EXERCISE AIM: Below are the records. List every line holding the word "Resolve".

EXERCISE INPUTS:
▶

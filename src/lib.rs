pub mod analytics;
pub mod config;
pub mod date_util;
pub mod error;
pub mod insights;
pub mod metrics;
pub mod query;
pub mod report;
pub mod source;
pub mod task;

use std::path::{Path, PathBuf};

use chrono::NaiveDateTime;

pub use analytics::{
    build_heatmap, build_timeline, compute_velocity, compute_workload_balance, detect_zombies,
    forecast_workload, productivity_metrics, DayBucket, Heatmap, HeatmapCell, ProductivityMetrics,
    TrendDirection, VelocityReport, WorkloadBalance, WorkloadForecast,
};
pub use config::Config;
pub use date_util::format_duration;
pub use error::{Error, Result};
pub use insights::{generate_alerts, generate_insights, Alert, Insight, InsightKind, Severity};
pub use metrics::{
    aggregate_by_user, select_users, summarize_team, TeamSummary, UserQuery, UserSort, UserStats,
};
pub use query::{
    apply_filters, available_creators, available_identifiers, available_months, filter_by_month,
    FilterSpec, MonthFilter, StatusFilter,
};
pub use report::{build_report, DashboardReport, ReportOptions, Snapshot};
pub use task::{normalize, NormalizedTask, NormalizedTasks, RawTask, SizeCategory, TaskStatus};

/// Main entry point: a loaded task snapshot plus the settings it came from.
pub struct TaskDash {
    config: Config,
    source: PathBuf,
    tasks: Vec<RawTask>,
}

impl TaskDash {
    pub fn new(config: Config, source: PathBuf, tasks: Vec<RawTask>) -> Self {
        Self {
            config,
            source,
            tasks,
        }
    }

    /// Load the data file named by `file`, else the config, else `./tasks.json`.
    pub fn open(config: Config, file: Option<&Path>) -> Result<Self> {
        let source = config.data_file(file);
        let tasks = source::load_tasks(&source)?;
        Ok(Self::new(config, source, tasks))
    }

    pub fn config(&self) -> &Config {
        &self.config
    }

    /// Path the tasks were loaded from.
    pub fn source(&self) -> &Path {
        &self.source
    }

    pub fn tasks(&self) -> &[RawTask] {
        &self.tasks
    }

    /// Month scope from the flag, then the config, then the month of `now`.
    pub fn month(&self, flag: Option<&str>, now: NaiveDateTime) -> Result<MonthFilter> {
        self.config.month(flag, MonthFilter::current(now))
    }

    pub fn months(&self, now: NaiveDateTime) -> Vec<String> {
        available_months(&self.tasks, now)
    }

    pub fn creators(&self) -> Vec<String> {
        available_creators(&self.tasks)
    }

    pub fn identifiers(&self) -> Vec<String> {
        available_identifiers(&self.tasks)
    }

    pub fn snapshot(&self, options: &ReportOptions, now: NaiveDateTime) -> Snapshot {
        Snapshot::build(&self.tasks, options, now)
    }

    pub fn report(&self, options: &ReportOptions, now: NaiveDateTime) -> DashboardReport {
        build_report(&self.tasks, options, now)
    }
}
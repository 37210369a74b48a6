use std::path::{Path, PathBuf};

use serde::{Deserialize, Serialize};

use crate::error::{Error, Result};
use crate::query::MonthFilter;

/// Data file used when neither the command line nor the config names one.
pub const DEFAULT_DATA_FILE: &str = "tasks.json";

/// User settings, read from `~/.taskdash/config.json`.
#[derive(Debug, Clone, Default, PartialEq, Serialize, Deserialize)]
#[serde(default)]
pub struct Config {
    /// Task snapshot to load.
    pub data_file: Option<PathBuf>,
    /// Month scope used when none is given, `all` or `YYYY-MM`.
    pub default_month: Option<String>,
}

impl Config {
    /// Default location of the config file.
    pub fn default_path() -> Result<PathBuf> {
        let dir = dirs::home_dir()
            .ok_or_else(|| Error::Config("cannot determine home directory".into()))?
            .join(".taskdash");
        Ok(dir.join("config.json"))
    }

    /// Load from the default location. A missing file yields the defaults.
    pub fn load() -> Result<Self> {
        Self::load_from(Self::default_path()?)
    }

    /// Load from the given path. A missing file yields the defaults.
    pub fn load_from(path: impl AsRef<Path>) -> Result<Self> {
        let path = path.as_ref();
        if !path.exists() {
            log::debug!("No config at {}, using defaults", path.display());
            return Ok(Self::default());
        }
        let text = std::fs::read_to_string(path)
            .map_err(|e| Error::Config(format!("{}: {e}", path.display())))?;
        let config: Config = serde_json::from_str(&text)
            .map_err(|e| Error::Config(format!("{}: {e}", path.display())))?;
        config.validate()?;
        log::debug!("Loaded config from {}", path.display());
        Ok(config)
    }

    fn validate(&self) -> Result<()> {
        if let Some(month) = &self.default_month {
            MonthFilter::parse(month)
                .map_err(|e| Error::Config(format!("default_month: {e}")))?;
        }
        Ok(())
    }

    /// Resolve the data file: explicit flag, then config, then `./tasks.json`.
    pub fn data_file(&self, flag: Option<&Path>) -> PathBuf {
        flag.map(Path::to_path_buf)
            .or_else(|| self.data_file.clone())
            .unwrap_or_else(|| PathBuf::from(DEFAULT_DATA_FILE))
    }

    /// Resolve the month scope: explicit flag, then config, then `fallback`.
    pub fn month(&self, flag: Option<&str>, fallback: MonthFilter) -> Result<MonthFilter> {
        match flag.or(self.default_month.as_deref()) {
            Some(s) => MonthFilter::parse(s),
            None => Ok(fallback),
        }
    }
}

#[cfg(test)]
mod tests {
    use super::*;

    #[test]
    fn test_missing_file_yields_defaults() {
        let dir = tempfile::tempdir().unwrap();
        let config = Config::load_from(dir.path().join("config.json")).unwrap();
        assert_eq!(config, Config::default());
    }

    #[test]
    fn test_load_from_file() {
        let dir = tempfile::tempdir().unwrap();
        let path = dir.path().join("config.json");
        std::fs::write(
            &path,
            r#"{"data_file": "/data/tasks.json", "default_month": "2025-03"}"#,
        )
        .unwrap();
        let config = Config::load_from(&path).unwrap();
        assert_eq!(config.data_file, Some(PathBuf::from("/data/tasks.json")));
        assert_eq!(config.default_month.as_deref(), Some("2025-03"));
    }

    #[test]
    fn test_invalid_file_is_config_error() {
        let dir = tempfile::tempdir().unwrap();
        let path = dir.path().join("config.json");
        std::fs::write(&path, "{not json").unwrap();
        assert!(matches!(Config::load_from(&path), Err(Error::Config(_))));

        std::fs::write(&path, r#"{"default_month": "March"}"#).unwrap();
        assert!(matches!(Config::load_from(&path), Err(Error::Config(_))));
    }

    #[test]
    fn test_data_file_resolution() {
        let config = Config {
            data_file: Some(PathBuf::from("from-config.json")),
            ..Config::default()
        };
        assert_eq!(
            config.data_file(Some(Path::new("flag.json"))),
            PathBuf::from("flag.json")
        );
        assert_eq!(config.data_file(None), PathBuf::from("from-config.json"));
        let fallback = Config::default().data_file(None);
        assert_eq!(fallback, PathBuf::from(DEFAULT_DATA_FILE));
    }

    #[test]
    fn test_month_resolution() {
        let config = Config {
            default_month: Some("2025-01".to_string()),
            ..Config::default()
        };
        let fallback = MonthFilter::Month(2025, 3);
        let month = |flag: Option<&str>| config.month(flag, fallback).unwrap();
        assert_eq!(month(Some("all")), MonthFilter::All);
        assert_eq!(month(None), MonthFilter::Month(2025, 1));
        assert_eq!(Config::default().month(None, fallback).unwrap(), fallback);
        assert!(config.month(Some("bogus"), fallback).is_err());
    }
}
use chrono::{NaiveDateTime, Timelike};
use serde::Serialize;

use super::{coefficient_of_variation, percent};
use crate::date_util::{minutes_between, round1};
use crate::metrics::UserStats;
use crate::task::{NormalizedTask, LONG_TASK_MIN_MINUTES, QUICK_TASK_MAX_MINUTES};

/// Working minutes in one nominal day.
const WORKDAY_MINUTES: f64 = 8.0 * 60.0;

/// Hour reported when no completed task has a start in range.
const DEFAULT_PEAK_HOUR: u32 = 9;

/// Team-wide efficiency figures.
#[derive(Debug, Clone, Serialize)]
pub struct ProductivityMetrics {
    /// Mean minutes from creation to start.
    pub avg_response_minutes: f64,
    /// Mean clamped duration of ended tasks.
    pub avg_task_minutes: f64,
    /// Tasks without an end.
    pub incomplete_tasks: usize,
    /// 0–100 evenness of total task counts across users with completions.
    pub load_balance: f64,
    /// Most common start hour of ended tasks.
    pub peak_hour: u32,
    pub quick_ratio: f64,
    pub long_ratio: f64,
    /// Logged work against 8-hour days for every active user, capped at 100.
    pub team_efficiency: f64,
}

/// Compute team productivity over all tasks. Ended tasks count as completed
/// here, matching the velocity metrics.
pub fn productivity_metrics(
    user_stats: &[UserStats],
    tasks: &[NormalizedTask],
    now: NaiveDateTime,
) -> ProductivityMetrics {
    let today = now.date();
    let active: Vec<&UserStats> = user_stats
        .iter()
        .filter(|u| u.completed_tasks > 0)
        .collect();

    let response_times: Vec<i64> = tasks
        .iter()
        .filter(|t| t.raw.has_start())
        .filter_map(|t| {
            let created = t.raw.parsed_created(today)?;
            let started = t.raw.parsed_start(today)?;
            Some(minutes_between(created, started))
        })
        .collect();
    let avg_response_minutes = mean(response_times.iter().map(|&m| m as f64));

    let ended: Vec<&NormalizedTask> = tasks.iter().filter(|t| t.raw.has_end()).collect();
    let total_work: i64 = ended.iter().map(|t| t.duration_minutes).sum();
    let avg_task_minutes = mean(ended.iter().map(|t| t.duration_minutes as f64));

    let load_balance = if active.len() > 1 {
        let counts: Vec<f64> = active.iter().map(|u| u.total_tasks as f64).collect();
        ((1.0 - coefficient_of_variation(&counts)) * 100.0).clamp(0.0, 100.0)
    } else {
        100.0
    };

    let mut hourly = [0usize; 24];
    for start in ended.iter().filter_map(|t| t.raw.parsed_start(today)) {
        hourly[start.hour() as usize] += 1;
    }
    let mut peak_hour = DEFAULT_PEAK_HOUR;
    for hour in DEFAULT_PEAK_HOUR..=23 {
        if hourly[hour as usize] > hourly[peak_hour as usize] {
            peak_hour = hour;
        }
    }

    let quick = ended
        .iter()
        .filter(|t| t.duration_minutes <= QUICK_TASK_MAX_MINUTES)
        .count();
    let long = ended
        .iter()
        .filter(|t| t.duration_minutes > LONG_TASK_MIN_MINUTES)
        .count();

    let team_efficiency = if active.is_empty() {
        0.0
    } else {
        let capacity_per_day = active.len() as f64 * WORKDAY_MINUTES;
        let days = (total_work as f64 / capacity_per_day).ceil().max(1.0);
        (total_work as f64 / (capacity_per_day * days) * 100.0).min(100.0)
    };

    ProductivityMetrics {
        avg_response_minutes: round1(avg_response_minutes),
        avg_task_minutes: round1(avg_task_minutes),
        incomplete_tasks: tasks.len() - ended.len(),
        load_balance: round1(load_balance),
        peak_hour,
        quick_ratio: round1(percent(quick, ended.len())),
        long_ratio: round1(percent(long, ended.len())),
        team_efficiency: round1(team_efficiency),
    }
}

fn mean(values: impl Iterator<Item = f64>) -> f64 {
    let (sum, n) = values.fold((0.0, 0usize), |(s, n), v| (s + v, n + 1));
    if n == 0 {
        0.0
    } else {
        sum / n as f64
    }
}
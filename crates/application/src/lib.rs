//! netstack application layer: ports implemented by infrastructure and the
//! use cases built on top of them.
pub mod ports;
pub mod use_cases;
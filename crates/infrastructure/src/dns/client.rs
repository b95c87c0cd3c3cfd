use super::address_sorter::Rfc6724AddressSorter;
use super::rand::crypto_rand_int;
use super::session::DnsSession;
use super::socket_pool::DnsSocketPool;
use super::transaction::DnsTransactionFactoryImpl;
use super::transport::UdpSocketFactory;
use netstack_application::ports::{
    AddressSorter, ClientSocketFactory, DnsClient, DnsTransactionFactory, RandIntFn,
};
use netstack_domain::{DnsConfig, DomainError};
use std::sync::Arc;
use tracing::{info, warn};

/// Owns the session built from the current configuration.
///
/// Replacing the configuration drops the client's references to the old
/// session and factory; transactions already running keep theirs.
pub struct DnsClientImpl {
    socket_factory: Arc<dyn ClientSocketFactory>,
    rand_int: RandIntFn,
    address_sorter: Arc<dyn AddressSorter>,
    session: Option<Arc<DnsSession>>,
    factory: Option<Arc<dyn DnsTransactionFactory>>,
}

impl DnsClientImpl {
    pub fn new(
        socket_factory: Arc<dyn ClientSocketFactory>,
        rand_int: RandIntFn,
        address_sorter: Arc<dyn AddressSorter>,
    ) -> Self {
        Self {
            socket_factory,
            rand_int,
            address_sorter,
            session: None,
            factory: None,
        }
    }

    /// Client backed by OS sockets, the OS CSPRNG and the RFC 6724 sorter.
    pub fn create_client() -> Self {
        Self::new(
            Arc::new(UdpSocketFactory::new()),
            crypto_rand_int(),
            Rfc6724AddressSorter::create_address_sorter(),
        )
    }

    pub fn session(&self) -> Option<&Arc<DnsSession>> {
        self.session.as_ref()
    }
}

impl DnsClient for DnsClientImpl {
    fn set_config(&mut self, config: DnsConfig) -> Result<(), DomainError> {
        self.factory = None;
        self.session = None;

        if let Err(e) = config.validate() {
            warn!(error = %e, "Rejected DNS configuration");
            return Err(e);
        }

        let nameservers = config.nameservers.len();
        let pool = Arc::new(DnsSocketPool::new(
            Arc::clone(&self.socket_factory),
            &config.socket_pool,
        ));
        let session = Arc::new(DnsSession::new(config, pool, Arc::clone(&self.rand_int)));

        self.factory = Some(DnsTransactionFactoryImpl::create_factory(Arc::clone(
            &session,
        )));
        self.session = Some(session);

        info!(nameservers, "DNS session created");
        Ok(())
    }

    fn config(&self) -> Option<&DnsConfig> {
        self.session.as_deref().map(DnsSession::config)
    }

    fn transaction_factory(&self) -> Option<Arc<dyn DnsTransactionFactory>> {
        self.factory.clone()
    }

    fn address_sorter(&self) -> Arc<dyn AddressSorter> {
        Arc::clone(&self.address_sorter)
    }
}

◀

RESULT OF THE EXERCISE:
    /// Resolve the data file: explicit flag, then config, then `./tasks.json`.
    /// Resolve the month scope: explicit flag, then config, then `fallback`.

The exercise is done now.